--- SOURCE MATERIAL ---
⟨

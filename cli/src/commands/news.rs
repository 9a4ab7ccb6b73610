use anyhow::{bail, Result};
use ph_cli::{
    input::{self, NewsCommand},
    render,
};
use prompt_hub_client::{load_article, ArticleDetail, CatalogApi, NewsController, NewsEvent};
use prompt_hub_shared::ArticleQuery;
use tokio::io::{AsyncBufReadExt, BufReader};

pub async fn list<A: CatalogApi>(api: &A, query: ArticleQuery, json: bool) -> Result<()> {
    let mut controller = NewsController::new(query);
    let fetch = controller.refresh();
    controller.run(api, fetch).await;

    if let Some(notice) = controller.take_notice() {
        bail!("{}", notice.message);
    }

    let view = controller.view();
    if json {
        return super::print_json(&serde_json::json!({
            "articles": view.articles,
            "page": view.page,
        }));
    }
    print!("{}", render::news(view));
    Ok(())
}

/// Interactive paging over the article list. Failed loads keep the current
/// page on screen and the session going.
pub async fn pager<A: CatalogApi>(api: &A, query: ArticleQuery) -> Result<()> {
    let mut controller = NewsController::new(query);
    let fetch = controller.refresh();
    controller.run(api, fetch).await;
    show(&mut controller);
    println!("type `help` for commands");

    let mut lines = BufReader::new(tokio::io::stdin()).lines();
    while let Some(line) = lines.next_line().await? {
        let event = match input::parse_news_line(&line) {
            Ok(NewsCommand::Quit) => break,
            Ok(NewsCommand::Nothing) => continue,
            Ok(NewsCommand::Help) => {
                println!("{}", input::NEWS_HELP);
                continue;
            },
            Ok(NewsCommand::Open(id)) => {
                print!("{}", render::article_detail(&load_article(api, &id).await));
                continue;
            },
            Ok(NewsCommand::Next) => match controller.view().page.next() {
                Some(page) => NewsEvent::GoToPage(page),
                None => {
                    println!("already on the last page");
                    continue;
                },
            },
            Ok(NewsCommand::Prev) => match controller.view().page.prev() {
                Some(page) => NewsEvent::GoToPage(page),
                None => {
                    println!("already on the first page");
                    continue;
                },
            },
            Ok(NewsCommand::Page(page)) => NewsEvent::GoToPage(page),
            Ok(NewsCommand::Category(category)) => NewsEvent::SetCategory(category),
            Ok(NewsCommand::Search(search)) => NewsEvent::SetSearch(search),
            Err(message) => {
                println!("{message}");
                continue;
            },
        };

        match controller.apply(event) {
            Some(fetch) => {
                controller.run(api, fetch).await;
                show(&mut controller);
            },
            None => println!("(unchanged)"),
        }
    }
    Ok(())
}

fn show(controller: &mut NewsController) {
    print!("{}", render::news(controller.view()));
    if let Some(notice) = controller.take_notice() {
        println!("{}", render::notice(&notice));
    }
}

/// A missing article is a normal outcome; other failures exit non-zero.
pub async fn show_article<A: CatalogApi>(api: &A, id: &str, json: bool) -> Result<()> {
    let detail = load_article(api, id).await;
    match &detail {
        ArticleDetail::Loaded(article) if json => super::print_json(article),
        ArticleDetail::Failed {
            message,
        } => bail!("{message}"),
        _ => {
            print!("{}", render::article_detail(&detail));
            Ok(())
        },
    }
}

⟩

--- PROMPT ---
Could you return every record above exactly as written?

--- SOLUTION TO THIS TASK ---
filename cli/src/commands/news.rs
repository 9a4ab7ccb6b73610
use anyhow::{bail, Result};
use ph_cli::{
    input::{self, NewsCommand},
    render,
};
use prompt_hub_client::{load_article, ArticleDetail, CatalogApi, NewsController, NewsEvent};
use prompt_hub_shared::ArticleQuery;
use tokio::io::{AsyncBufReadExt, BufReader};

pub async fn list<A: CatalogApi>(api: &A, query: ArticleQuery, json: bool) -> Result<()> {
    let mut controller = NewsController::new(query);
    let fetch = controller.refresh();
    controller.run(api, fetch).await;

    if let Some(notice) = controller.take_notice() {
        bail!("{}", notice.message);
    }

    let view = controller.view();
    if json {
        return super::print_json(&serde_json::json!({
            "articles": view.articles,
            "page": view.page,
        }));
    }
    print!("{}", render::news(view));
    Ok(())
}

/// Interactive paging over the article list. Failed loads keep the current
/// page on screen and the session going.
pub async fn pager<A: CatalogApi>(api: &A, query: ArticleQuery) -> Result<()> {
    let mut controller = NewsController::new(query);
    let fetch = controller.refresh();
    controller.run(api, fetch).await;
    show(&mut controller);
    println!("type `help` for commands");

    let mut lines = BufReader::new(tokio::io::stdin()).lines();
    while let Some(line) = lines.next_line().await? {
        let event = match input::parse_news_line(&line) {
            Ok(NewsCommand::Quit) => break,
            Ok(NewsCommand::Nothing) => continue,
            Ok(NewsCommand::Help) => {
                println!("{}", input::NEWS_HELP);
                continue;
            },
            Ok(NewsCommand::Open(id)) => {
                print!("{}", render::article_detail(&load_article(api, &id).await));
                continue;
            },
            Ok(NewsCommand::Next) => match controller.view().page.next() {
                Some(page) => NewsEvent::GoToPage(page),
                None => {
                    println!("already on the last page");
                    continue;
                },
            },
            Ok(NewsCommand::Prev) => match controller.view().page.prev() {
                Some(page) => NewsEvent::GoToPage(page),
                None => {
                    println!("already on the first page");
                    continue;
                },
            },
            Ok(NewsCommand::Page(page)) => NewsEvent::GoToPage(page),
            Ok(NewsCommand::Category(category)) => NewsEvent::SetCategory(category),
            Ok(NewsCommand::Search(search)) => NewsEvent::SetSearch(search),
            Err(message) => {
                println!("{message}");
                continue;
            },
        };

        match controller.apply(event) {
            Some(fetch) => {
                controller.run(api, fetch).await;
                show(&mut controller);
            },
            None => println!("(unchanged)"),
        }
    }
    Ok(())
}

fn show(controller: &mut NewsController) {
    print!("{}", render::news(controller.view()));
    if let Some(notice) = controller.take_notice() {
        println!("{}", render::notice(&notice));
    }
}

/// A missing article is a normal outcome; other failures exit non-zero.
pub async fn show_article<A: CatalogApi>(api: &A, id: &str, json: bool) -> Result<()> {
    let detail = load_article(api, id).await;
    match &detail {
        ArticleDetail::Loaded(article) if json => super::print_json(article),
        ArticleDetail::Failed {
            message,
        } => bail!("{message}"),
        _ => {
            print!("{}", render::article_detail(&detail));
            Ok(())
        },
    }
}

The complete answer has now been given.